Rooting itself in the possibilities of enchanted existence, the reactive subject works towards their abstract legalization, their reduction to routine, their submission to guarantees and contracts. Its tendency is to reduce the pure present of love to the mutilated present of the family. The most common name of this subject, through which the couple of the infinite power of the Two becomes familialist, is conjugality.

It’s possible that “mutilated present” is an overly colourful Anglicisation of whatever Badiou originally wrote in French. Either way, it’s stayed with me. Badiou’s contempt towards conjugality finds an echo in the observation Frances and Bobbi make during their reconciliation that they had become “like a married couple” in their feelings of possessive ownership towards one another, and in Frances’s various subterfuges – stonewalling, sniping, the cultivation of petty secrets – which were meant, consciously or not, to break the grip of a possession which had somehow outlived their sexual relationship.

I wrote in my previous post that I wasn’t convinced that Conversations with Friends was really seriously addressed to the question of monogamy and non-monogamy, but I think it is concerned with the difference between “the pure present of love” and “the mutilated present of the family” – or, to put it another way, with conjugality and non-conjugality. When I suggested that the story’s characters would be “stupendously miserable as a polycule”, what I had in mind was the “abstract legalisation”, “reduction to routine” and “submission to guarantees and contracts” which can as readily come to govern a ménage of many as a ménage of two.

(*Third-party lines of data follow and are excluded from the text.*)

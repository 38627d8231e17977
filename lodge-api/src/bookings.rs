use axum::{
    extract::{Path, Query, State},
    http::StatusCode,
    routing::{get, patch, post},
    Json, Router,
};
use chrono::{DateTime, NaiveDate, Utc};
use lodge_booking::{CreateBookingRequest, RoomRequest};
use lodge_shared::pii::Masked;
use lodge_shared::{Booking, BookingFilter, BookingPage, BookingRoomWithLock, BookingStatus, GuestInfoUpdate};
use rust_decimal::Decimal;
use serde::{Deserialize, Deserializer};
use tracing::info;
use uuid::Uuid;

use crate::error::AppError;
use crate::middleware::Caller;
use crate::state::AppState;

const DEFAULT_PAGE_SIZE: u64 = 20;

#[derive(Debug, Deserialize)]
pub struct CreateBookingBody {
    pub hotel_id: Uuid,
    #[serde(deserialize_with = "stay_date")]
    pub check_in: NaiveDate,
    #[serde(deserialize_with = "stay_date")]
    pub check_out: NaiveDate,
    pub guest_name: String,
    #[serde(default)]
    pub guest_email: Option<Masked<String>>,
    #[serde(default)]
    pub guest_phone: Option<Masked<String>>,
    pub currency: String,
    #[serde(default)]
    pub expected_total: Option<Decimal>,
    pub rooms: Vec<RoomRequest>,
}

impl CreateBookingBody {
    fn into_request(self, user_id: i64) -> CreateBookingRequest {
        CreateBookingRequest {
            user_id,
            hotel_id: self.hotel_id,
            check_in: self.check_in,
            check_out: self.check_out,
            guest_name: self.guest_name,
            guest_email: self.guest_email,
            guest_phone: self.guest_phone,
            currency: self.currency,
            expected_total: self.expected_total,
            rooms: self.rooms,
        }
    }
}

/// Accepts `YYYY-MM-DD` or an RFC 3339 timestamp; timestamps are truncated
/// to their calendar day in UTC.
fn stay_date<'de, D>(deserializer: D) -> Result<NaiveDate, D::Error>
where
    D: Deserializer<'de>,
{
    let raw = String::deserialize(deserializer)?;
    if let Ok(date) = NaiveDate::parse_from_str(&raw, "%Y-%m-%d") {
        return Ok(date);
    }
    DateTime::parse_from_rfc3339(&raw)
        .map(|dt| dt.with_timezone(&Utc).date_naive())
        .map_err(serde::de::Error::custom)
}

#[derive(Debug, Deserialize)]
pub struct StatusBody {
    pub status: BookingStatus,
}

#[derive(Debug, Deserialize)]
pub struct ListParams {
    pub user_id: Option<i64>,
    pub hotel_id: Option<Uuid>,
    pub status: Option<BookingStatus>,
    pub page: Option<u64>,
    pub limit: Option<u64>,
}

pub fn routes() -> Router<AppState> {
    Router::new()
        .route("/v1/bookings", post(create_booking).get(list_bookings))
        .route("/v1/bookings/{id}", get(get_booking).delete(delete_booking))
        .route("/v1/bookings/{id}/status", patch(update_status))
        .route("/v1/bookings/{id}/guest", patch(update_guest))
        .route("/v1/bookings/{id}/rooms", get(get_booking_rooms))
}

async fn create_booking(
    State(state): State<AppState>,
    caller: Caller,
    Json(body): Json<CreateBookingBody>,
) -> Result<(StatusCode, Json<Booking>), AppError> {
    let cancel = state.shutdown.child_token();
    let booking = state
        .engine
        .create_booking(body.into_request(caller.user_id), &cancel)
        .await?;

    Ok((StatusCode::CREATED, Json(booking)))
}

async fn list_bookings(
    State(state): State<AppState>,
    caller: Caller,
    Query(params): Query<ListParams>,
) -> Result<Json<BookingPage>, AppError> {
    let user_id = if caller.is_admin() {
        params.user_id
    } else {
        if params.user_id.is_some_and(|id| id != caller.user_id) {
            return Err(AppError::AuthorizationError("Cannot list another user's bookings".to_string()));
        }
        Some(caller.user_id)
    };

    let filter = BookingFilter {
        user_id,
        hotel_id: params.hotel_id,
        status: params.status,
    };
    let page = state
        .engine
        .list_bookings(
            &filter,
            params.page.unwrap_or(1),
            params.limit.unwrap_or(DEFAULT_PAGE_SIZE),
        )
        .await?;

    Ok(Json(page))
}

async fn get_booking(
    State(state): State<AppState>,
    caller: Caller,
    Path(id): Path<Uuid>,
) -> Result<Json<Booking>, AppError> {
    let booking = state.engine.get_booking(id).await?;
    caller.ensure_owner(booking.user_id)?;
    Ok(Json(booking))
}

async fn update_status(
    State(state): State<AppState>,
    caller: Caller,
    Path(id): Path<Uuid>,
    Json(body): Json<StatusBody>,
) -> Result<Json<Booking>, AppError> {
    let current = state.engine.get_booking(id).await?;
    caller.ensure_owner(current.user_id)?;

    let cancel = state.shutdown.child_token();
    let booking = state.engine.update_booking_status(id, body.status, &cancel).await?;
    info!(booking_id = %id, user_id = caller.user_id, status = %booking.status, "status change accepted");
    Ok(Json(booking))
}

async fn update_guest(
    State(state): State<AppState>,
    caller: Caller,
    Path(id): Path<Uuid>,
    Json(body): Json<GuestInfoUpdate>,
) -> Result<Json<Booking>, AppError> {
    let current = state.engine.get_booking(id).await?;
    caller.ensure_owner(current.user_id)?;

    let booking = state.engine.update_guest_info(id, body).await?;
    Ok(Json(booking))
}

async fn get_booking_rooms(
    State(state): State<AppState>,
    caller: Caller,
    Path(id): Path<Uuid>,
) -> Result<Json<Vec<BookingRoomWithLock>>, AppError> {
    let booking = state.engine.get_booking(id).await?;
    caller.ensure_owner(booking.user_id)?;

    let rooms = state.engine.get_booking_rooms(id).await?;
    Ok(Json(rooms))
}

async fn delete_booking(
    State(state): State<AppState>,
    caller: Caller,
    Path(id): Path<Uuid>,
) -> Result<StatusCode, AppError> {
    caller.ensure_admin()?;
    state.engine.delete_booking(id).await?;
    info!(booking_id = %id, admin_id = caller.user_id, "booking deleted by admin");
    Ok(StatusCode::NO_CONTENT)
}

Badiou mentions somewhere a fondness for comedies of remarriage, in which the warring couple encounter one another anew in the centre of a crisis generated by the escalation of conjugal hostilities. It’s significant that Frances’s published text on Bobbi is both a last-straw betrayal and an extremely naked confession: both “fucking dehumanising”, as Bobbi complains, and an expression of rapt, helpless erotic fascination. When Melissa informs Frances that her actions and her writing “have consequences”, there is an attribution of agency by the older woman to the younger, and a challenge: those consequences are not yet fully worked-out, what are they to be? The conjugal relationship governed by the reactive subject’s demand for “guarantees and contracts” promises continuity, the subjection of contingency to the known and accounted-for, but rules out acts with unknown or underdetermined consequences, acts which bring possible futures into view.

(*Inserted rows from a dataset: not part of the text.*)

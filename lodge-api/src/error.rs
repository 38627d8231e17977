use axum::{
    http::StatusCode,
    response::{IntoResponse, Response},
    Json,
};
use lodge_core::CoreError;
use serde_json::json;

#[derive(Debug)]
pub enum AppError {
    AuthenticationError(String),
    AuthorizationError(String),
    Anyhow(anyhow::Error),
}

fn classify(err: &CoreError) -> StatusCode {
    match err {
        CoreError::InvalidDates | CoreError::EmptyRoomList | CoreError::Validation(_) => StatusCode::BAD_REQUEST,
        CoreError::PriceChanged { .. } => StatusCode::UNPROCESSABLE_ENTITY,
        CoreError::RoomLockAlreadyExist { .. }
        | CoreError::ConflictBookingRooms
        | CoreError::InvalidStatusTransition { .. } => StatusCode::CONFLICT,
        CoreError::BookingNotFound(_)
        | CoreError::BookingRoomNotFound(_)
        | CoreError::RoomLockNotFound(_) => StatusCode::NOT_FOUND,
        CoreError::HoldExpired(_) => StatusCode::GONE,
        CoreError::DeadlineExceeded => StatusCode::GATEWAY_TIMEOUT,
        CoreError::Cancelled => StatusCode::SERVICE_UNAVAILABLE,
        CoreError::InternalServer(_) => StatusCode::INTERNAL_SERVER_ERROR,
    }
}

impl IntoResponse for AppError {
    fn into_response(self) -> Response {
        let (status, error_message) = match self {
            AppError::AuthenticationError(msg) => (StatusCode::UNAUTHORIZED, msg),
            AppError::AuthorizationError(msg) => (StatusCode::FORBIDDEN, msg),
            AppError::Anyhow(err) => match err.downcast_ref::<CoreError>() {
                Some(core) if classify(core) != StatusCode::INTERNAL_SERVER_ERROR => {
                    (classify(core), core.to_string())
                }
                _ => {
                    tracing::error!("Internal Server Error: {:#}", err);
                    (StatusCode::INTERNAL_SERVER_ERROR, "Internal Server Error".to_string())
                }
            },
        };

        let body = Json(json!({
            "error": error_message,
        }));

        (status, body).into_response()
    }
}

impl<E> From<E> for AppError
where
    E: Into<anyhow::Error>,
{
    fn from(err: E) -> Self {
        Self::Anyhow(err.into())
    }
}
//! Stripe-specific types.
//!
//! These types represent Stripe API objects as they arrive in API responses
//! and webhook payloads. Only the fields the booking core reads are modeled.

use serde::{Deserialize, Serialize};
use std::collections::BTreeMap;

// ════════════════════════════════════════════════════════════════════════════════
// Signature Parsing
// ════════════════════════════════════════════════════════════════════════════════

/// Error parsing the Stripe-Signature header.
#[derive(Debug, Clone, PartialEq, Eq)]
pub enum SignatureParseError {
    /// Header is empty or missing.
    MissingHeader,
    /// Missing timestamp component (t=...).
    MissingTimestamp,
    /// Missing v1 signature component.
    MissingV1Signature,
    /// Invalid timestamp format.
    InvalidTimestamp,
    /// Invalid signature format (not valid hex).
    InvalidSignatureFormat,
}

impl std::fmt::Display for SignatureParseError {
    fn fmt(&self, f: &mut std::fmt::Formatter<'_>) -> std::fmt::Result {
        match self {
            Self::MissingHeader => write!(f, "Missing Stripe-Signature header"),
            Self::MissingTimestamp => write!(f, "Missing timestamp (t=) in signature"),
            Self::MissingV1Signature => write!(f, "Missing v1 signature in header"),
            Self::InvalidTimestamp => write!(f, "Invalid timestamp format"),
            Self::InvalidSignatureFormat => write!(f, "Invalid signature format (not valid hex)"),
        }
    }
}

impl std::error::Error for SignatureParseError {}

/// Parsed Stripe-Signature header: `t=timestamp,v1=signature[,v1=...]`.
///
/// Stripe may send several `v1` entries while a secret is being rolled;
/// any one of them matching is enough.
#[derive(Debug, Clone)]
pub struct SignatureHeader {
    /// Unix timestamp when Stripe generated the event.
    pub timestamp: i64,

    /// v1 signatures (HMAC-SHA256), hex-decoded.
    pub v1_signatures: Vec<Vec<u8>>,
}

impl SignatureHeader {
    pub fn parse(header: &str) -> Result<Self, SignatureParseError> {
        if header.trim().is_empty() {
            return Err(SignatureParseError::MissingHeader);
        }

        let mut timestamp: Option<i64> = None;
        let mut v1_signatures = Vec::new();

        for part in header.split(',') {
            let (key, value) = part
                .split_once('=')
                .ok_or(SignatureParseError::MissingTimestamp)?;

            match key.trim() {
                "t" => {
                    timestamp = Some(
                        value
                            .trim()
                            .parse()
                            .map_err(|_| SignatureParseError::InvalidTimestamp)?,
                    );
                }
                "v1" => {
                    v1_signatures.push(
                        hex_decode(value.trim()).ok_or(SignatureParseError::InvalidSignatureFormat)?,
                    );
                }
                _ => {
                    // v0 and unknown schemes are ignored
                }
            }
        }

        let timestamp = timestamp.ok_or(SignatureParseError::MissingTimestamp)?;
        if v1_signatures.is_empty() {
            return Err(SignatureParseError::MissingV1Signature);
        }
        Ok(Self {
            timestamp,
            v1_signatures,
        })
    }
}

/// Decode a hex string to bytes.
pub(crate) fn hex_decode(hex: &str) -> Option<Vec<u8>> {
    let hex = hex.trim();
    if hex.len() % 2 != 0 || !hex.is_ascii() {
        return None;
    }

    let mut bytes = Vec::with_capacity(hex.len() / 2);
    for i in (0..hex.len()).step_by(2) {
        let byte = u8::from_str_radix(&hex[i..i + 2], 16).ok()?;
        bytes.push(byte);
    }
    Some(bytes)
}

/// Encode bytes to hex string.
pub fn hex_encode(bytes: &[u8]) -> String {
    bytes.iter().map(|b| format!("{:02x}", b)).collect()
}

// ════════════════════════════════════════════════════════════════════════════════
// Stripe Event Types
// ════════════════════════════════════════════════════════════════════════════════

/// Raw Stripe webhook event as received from the API.
#[derive(Debug, Clone, Deserialize, Serialize)]
pub struct StripeWebhookEvent {
    /// Unique event identifier (evt_...).
    pub id: String,

    /// Event type (e.g., "checkout.session.completed").
    #[serde(rename = "type")]
    pub event_type: String,

    /// Unix timestamp when the event was created.
    pub created: i64,

    pub data: StripeEventData,

    /// Whether this is a live or test event.
    #[serde(default)]
    pub livemode: bool,
}

/// Event data container.
#[derive(Debug, Clone, Deserialize, Serialize)]
pub struct StripeEventData {
    /// The object affected by this event.
    pub object: serde_json::Value,
}

// ════════════════════════════════════════════════════════════════════════════════
// Stripe Object Types
// ════════════════════════════════════════════════════════════════════════════════

/// Stripe Checkout Session object.
#[derive(Debug, Clone, Deserialize, Serialize)]
pub struct StripeCheckoutSession {
    /// Unique session identifier (cs_...).
    pub id: String,

    /// Hosted checkout URL (only present while the session is open).
    pub url: Option<String>,

    /// Our booking reference.
    pub client_reference_id: Option<String>,

    /// Session payment status (paid, unpaid, no_payment_required).
    pub payment_status: String,

    /// Total in the smallest currency unit.
    pub amount_total: Option<i64>,

    /// Payment intent created for the session.
    pub payment_intent: Option<String>,

    /// Unix timestamp after which the session can no longer be paid.
    #[serde(default)]
    pub expires_at: i64,

    #[serde(default)]
    pub metadata: BTreeMap<String, String>,
}

/// Stripe PaymentIntent object.
#[derive(Debug, Clone, Deserialize, Serialize)]
pub struct StripePaymentIntent {
    /// Unique identifier (pi_...).
    pub id: String,

    /// requires_payment_method, processing, succeeded, canceled, ...
    pub status: String,

    pub client_secret: Option<String>,

    pub amount: i64,
}

/// Stripe Refund object.
#[derive(Debug, Clone, Deserialize, Serialize)]
pub struct StripeRefund {
    /// Unique identifier (re_...).
    pub id: String,

    pub amount: i64,

    pub status: Option<String>,
}

/// Error body Stripe returns on non-2xx responses.
#[derive(Debug, Clone, Deserialize)]
pub struct StripeErrorBody {
    pub error: StripeErrorDetail,
}

#[derive(Debug, Clone, Deserialize)]
pub struct StripeErrorDetail {
    #[serde(rename = "type")]
    pub error_type: Option<String>,
    pub code: Option<String>,
    pub message: Option<String>,
}

#[cfg(test)]
mod tests {
    use super::*;

    #[test]
    fn parse_signature_header_valid() {
        let header = "t=1704067200,v1=5d41402abc4b2a76b9719d911017c592";
        let parsed = SignatureHeader::parse(header).unwrap();

        assert_eq!(parsed.timestamp, 1704067200);
        assert_eq!(
            hex_encode(&parsed.v1_signatures[0]),
            "5d41402abc4b2a76b9719d911017c592"
        );
    }

    #[test]
    fn parse_signature_header_keeps_every_v1() {
        let header = "t=1704067200,v1=aabb,v0=ccdd,v1=eeff";
        let parsed = SignatureHeader::parse(header).unwrap();
        assert_eq!(parsed.v1_signatures.len(), 2);
    }

    #[test]
    fn parse_signature_header_missing_parts() {
        assert_eq!(
            SignatureHeader::parse("v1=aabb").unwrap_err(),
            SignatureParseError::MissingTimestamp
        );
        assert_eq!(
            SignatureHeader::parse("t=1704067200,v0=aabb").unwrap_err(),
            SignatureParseError::MissingV1Signature
        );
        assert_eq!(
            SignatureHeader::parse("").unwrap_err(),
            SignatureParseError::MissingHeader
        );
    }

    #[test]
    fn parse_signature_header_bad_values() {
        assert_eq!(
            SignatureHeader::parse("t=soon,v1=aabb").unwrap_err(),
            SignatureParseError::InvalidTimestamp
        );
        assert_eq!(
            SignatureHeader::parse("t=1,v1=xyz").unwrap_err(),
            SignatureParseError::InvalidSignatureFormat
        );
    }

    #[test]
    fn hex_round_trip() {
        let bytes = vec![0u8, 15, 16, 255];
        assert_eq!(hex_encode(&bytes), "000f10ff");
        assert_eq!(hex_decode("000f10ff"), Some(bytes));
        assert_eq!(hex_decode("abc"), None);
    }

    #[test]
    fn checkout_session_parses_completed_payload() {
        let json = serde_json::json!({
            "id": "cs_test_1",
            "object": "checkout.session",
            "client_reference_id": "booking-1",
            "payment_status": "paid",
            "amount_total": 26000,
            "payment_intent": "pi_1",
            "metadata": {"student_id": "student-1"}
        });
        let session: StripeCheckoutSession = serde_json::from_value(json).unwrap();
        assert_eq!(session.amount_total, Some(26000));
        assert_eq!(session.metadata.get("student_id").map(String::as_str), Some("student-1"));
        assert!(session.url.is_none());
    }
}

(An aside: I write this six days after the birth of my fourth child. So many parents seek to reduce or eliminate contingency in the adventure of child-rearing, cruelly optimising for the reproduction of the known, or of those markers of status and distinction which point the way, in the last instance, to superior earning-power. This, again, is the “familialist” tendency at work: the child as possession, or as the maddeningly uncooperative object of an intense and unrelenting possessiveness. At one point Bobbi shoots a barb at an interlocutor who speaks up for exclusive love – “I’m trying to figure out whether you were your parent’s most favourite or least favourite child”. These things are all connected.)

I can’t bring myself to be enormously interested in Frances/Nick; the importance of Nick really seems to be, in the end, that he is someone who can be brought to see his happiness as depending on her, so that her closing invitation – “Come and get me” – positions her as desirable and worthy of pursuit. She has “arrived”, in a sense, as a viable player of the game of heterosexuality, able to participate while holding a treasured part of herself (which is busy having sex with Bobbi) separate from its lures. This may be the only set of conditions under which the heteropessimist imagination can picture sex with men as remotely tolerable: first of all, one must have a lesbian partner whose “sweet converse” can sustain one’s integrity and independence. Rooney’s Beautiful World, Where Are You? similarly intertwines the proper initiation (after much fruitless dalliance) of a heterosexual couple with the settling of accounts in a female friendship. There is no friend like a sister.